* EXERCISE: Look through the data below and say how many of its lines contain "child", adding nothing else.

* SOURCE RECORDS:
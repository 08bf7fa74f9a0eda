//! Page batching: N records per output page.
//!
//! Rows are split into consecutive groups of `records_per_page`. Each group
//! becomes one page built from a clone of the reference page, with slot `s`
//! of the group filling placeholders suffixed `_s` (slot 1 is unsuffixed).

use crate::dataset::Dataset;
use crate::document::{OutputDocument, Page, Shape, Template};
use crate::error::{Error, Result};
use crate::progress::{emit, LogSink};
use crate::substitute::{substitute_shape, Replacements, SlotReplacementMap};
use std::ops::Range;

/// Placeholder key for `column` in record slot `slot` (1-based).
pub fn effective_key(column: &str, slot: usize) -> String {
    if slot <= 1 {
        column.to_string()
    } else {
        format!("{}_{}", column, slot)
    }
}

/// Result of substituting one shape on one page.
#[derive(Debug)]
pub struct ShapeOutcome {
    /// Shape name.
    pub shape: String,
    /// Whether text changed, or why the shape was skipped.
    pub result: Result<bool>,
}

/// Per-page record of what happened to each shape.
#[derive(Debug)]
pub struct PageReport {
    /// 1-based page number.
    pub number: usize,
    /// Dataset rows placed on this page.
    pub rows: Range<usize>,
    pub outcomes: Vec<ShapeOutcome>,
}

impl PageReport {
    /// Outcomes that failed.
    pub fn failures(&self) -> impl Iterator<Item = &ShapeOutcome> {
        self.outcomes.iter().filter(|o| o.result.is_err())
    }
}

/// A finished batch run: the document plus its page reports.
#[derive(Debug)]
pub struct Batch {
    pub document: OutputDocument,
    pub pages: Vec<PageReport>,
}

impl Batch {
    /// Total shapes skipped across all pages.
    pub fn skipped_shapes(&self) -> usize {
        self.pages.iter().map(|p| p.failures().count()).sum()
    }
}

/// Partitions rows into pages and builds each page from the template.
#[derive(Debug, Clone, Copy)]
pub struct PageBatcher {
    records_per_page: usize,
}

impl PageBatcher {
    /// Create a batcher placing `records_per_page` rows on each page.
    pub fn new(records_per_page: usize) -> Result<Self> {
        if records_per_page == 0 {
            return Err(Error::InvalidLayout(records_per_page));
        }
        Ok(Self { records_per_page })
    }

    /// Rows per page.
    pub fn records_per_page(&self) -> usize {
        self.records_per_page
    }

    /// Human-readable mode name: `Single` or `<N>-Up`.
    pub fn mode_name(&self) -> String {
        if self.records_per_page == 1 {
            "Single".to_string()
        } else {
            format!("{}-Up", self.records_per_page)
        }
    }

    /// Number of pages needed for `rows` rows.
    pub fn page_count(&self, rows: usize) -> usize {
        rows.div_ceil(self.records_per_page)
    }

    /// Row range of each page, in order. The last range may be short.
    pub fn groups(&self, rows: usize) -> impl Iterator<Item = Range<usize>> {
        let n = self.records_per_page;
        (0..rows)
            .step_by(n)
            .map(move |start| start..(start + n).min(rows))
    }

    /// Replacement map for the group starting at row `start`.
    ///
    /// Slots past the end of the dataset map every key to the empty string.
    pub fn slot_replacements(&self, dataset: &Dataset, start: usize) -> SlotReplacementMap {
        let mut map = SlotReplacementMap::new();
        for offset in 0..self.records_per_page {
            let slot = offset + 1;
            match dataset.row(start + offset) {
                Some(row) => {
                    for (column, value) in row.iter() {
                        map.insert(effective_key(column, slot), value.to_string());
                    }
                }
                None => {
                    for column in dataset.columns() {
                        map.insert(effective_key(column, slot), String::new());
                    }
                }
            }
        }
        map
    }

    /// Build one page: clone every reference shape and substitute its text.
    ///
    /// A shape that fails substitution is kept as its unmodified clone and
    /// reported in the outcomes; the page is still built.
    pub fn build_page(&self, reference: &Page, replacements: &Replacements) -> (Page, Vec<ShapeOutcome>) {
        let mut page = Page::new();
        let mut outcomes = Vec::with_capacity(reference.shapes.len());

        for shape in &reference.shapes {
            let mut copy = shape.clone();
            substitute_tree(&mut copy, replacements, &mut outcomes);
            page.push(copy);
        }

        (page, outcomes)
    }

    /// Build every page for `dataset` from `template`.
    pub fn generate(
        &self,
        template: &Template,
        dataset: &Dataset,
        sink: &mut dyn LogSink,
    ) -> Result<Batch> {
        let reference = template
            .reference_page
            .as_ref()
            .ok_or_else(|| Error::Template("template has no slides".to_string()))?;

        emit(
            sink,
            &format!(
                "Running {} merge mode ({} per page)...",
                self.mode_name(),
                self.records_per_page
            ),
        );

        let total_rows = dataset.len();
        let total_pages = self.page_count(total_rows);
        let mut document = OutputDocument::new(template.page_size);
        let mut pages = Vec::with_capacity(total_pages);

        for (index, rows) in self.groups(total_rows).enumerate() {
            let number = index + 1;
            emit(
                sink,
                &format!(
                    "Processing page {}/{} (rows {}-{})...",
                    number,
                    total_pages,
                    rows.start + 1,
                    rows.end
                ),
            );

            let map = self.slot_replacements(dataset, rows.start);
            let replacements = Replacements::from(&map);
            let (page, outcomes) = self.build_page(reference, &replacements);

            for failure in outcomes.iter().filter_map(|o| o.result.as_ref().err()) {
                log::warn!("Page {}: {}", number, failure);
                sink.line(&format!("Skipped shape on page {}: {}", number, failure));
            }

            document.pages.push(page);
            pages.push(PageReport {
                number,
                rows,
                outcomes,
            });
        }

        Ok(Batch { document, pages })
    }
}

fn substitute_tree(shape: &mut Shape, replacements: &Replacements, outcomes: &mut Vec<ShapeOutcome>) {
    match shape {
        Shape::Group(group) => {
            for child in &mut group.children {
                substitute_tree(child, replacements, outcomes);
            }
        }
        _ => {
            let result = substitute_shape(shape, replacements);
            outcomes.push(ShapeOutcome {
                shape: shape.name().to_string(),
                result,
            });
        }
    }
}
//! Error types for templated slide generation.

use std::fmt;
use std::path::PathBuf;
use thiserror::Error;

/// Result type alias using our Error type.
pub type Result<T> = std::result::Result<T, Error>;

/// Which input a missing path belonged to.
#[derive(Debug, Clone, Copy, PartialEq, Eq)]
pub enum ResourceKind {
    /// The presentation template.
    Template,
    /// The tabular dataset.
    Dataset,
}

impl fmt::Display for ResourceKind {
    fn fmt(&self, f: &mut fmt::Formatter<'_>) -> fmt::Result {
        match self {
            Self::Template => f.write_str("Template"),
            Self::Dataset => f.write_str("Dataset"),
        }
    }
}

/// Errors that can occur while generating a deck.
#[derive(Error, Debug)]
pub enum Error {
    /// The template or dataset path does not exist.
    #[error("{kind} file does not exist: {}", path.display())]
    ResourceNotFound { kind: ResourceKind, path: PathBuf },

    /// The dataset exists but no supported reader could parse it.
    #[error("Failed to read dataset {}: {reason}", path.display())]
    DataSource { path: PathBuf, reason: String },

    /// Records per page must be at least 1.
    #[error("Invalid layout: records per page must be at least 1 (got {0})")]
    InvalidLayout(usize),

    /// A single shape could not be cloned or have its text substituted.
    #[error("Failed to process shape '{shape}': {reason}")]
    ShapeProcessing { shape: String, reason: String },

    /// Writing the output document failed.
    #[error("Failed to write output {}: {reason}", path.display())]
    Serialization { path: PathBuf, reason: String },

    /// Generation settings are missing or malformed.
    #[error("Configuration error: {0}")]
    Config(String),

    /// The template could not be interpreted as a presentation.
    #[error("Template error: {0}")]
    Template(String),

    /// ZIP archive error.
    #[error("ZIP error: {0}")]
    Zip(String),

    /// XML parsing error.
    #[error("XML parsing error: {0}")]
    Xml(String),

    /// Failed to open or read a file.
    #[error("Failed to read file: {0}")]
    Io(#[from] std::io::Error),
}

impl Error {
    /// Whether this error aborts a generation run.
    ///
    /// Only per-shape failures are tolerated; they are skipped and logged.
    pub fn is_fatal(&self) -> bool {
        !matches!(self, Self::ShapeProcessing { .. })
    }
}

* RESPONSE FOR THIS EXERCISE: 2